Print word for word the first line of the records below and every following line through the one containing "fn fold(&self, x: i64, y: i64, wrap: Option<Wrap>)"; print nothing else.

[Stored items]
======
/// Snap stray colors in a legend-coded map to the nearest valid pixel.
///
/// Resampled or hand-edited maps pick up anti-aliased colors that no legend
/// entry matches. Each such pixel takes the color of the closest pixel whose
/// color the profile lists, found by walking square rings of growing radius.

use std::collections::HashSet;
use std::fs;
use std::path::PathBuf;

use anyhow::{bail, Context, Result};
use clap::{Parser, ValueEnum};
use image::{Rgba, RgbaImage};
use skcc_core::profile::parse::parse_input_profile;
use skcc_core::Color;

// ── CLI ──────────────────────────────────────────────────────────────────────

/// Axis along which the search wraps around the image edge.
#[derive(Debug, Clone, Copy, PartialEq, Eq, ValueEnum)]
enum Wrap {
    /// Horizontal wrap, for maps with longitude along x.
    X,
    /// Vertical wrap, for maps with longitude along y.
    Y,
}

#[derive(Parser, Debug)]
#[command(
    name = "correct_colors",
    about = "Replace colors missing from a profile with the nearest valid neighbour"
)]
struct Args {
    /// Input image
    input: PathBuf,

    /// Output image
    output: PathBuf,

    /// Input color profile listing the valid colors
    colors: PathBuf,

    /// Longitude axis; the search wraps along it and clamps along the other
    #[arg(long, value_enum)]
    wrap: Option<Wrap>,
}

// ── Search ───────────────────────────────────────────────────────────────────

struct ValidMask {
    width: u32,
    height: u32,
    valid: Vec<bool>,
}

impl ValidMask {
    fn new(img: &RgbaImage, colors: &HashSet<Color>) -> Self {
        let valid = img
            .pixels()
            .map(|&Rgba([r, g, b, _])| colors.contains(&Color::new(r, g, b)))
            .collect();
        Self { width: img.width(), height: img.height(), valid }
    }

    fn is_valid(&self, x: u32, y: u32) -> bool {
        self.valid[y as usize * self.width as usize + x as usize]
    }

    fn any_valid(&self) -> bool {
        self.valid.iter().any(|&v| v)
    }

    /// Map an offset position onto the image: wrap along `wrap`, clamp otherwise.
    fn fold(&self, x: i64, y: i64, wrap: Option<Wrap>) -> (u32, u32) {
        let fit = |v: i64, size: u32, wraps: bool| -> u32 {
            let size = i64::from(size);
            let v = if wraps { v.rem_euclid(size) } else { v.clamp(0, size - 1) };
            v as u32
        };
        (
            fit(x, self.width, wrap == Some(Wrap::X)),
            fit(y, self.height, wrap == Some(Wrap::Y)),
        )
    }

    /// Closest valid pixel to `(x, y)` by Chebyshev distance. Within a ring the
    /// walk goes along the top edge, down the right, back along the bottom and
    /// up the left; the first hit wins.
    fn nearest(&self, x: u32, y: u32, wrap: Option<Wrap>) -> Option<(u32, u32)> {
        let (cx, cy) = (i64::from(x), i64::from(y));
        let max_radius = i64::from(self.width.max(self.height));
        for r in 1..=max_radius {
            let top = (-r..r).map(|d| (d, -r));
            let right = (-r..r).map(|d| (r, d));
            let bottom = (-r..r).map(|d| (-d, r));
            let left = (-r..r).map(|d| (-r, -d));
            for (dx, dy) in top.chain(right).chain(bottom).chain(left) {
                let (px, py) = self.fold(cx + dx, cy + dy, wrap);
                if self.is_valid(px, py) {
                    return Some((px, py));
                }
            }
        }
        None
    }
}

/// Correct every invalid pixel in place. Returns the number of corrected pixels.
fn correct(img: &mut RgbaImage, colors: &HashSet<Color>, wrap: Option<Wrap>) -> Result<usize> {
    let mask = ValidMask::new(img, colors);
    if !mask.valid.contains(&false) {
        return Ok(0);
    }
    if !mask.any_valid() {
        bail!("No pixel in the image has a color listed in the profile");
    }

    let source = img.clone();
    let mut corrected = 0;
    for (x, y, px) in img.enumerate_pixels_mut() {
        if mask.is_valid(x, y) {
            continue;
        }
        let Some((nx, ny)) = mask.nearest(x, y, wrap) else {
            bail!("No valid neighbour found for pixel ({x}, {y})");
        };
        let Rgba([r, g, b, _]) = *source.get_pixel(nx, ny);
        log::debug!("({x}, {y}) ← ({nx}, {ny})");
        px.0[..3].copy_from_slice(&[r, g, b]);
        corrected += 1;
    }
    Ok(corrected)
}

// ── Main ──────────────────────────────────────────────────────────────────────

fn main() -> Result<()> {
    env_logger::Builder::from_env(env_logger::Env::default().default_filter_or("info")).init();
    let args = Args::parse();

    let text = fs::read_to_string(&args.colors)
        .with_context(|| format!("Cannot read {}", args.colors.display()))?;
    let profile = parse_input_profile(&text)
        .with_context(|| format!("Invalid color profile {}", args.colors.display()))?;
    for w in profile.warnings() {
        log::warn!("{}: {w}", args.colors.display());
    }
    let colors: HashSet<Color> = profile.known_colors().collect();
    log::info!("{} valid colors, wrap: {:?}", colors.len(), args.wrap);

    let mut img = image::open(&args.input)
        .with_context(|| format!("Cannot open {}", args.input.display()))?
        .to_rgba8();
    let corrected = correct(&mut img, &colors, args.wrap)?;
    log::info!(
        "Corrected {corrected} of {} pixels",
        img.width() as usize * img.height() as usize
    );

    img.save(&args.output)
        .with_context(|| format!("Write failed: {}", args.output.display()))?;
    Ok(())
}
======
Solved problem:
/// Snap stray colors in a legend-coded map to the nearest valid pixel.
///
/// Resampled or hand-edited maps pick up anti-aliased colors that no legend
/// entry matches. Each such pixel takes the color of the closest pixel whose
/// color the profile lists, found by walking square rings of growing radius.

use std::collections::HashSet;
use std::fs;
use std::path::PathBuf;

use anyhow::{bail, Context, Result};
use clap::{Parser, ValueEnum};
use image::{Rgba, RgbaImage};
use skcc_core::profile::parse::parse_input_profile;
use skcc_core::Color;

// ── CLI ──────────────────────────────────────────────────────────────────────

/// Axis along which the search wraps around the image edge.
#[derive(Debug, Clone, Copy, PartialEq, Eq, ValueEnum)]
enum Wrap {
    /// Horizontal wrap, for maps with longitude along x.
    X,
    /// Vertical wrap, for maps with longitude along y.
    Y,
}

#[derive(Parser, Debug)]
#[command(
    name = "correct_colors",
    about = "Replace colors missing from a profile with the nearest valid neighbour"
)]
struct Args {
    /// Input image
    input: PathBuf,

    /// Output image
    output: PathBuf,

    /// Input color profile listing the valid colors
    colors: PathBuf,

    /// Longitude axis; the search wraps along it and clamps along the other
    #[arg(long, value_enum)]
    wrap: Option<Wrap>,
}

// ── Search ───────────────────────────────────────────────────────────────────

struct ValidMask {
    width: u32,
    height: u32,
    valid: Vec<bool>,
}

impl ValidMask {
    fn new(img: &RgbaImage, colors: &HashSet<Color>) -> Self {
        let valid = img
            .pixels()
            .map(|&Rgba([r, g, b, _])| colors.contains(&Color::new(r, g, b)))
            .collect();
        Self { width: img.width(), height: img.height(), valid }
    }

    fn is_valid(&self, x: u32, y: u32) -> bool {
        self.valid[y as usize * self.width as usize + x as usize]
    }

    fn any_valid(&self) -> bool {
        self.valid.iter().any(|&v| v)
    }

    /// Map an offset position onto the image: wrap along `wrap`, clamp otherwise.
    fn fold(&self, x: i64, y: i64, wrap: Option<Wrap>) -> (u32, u32) {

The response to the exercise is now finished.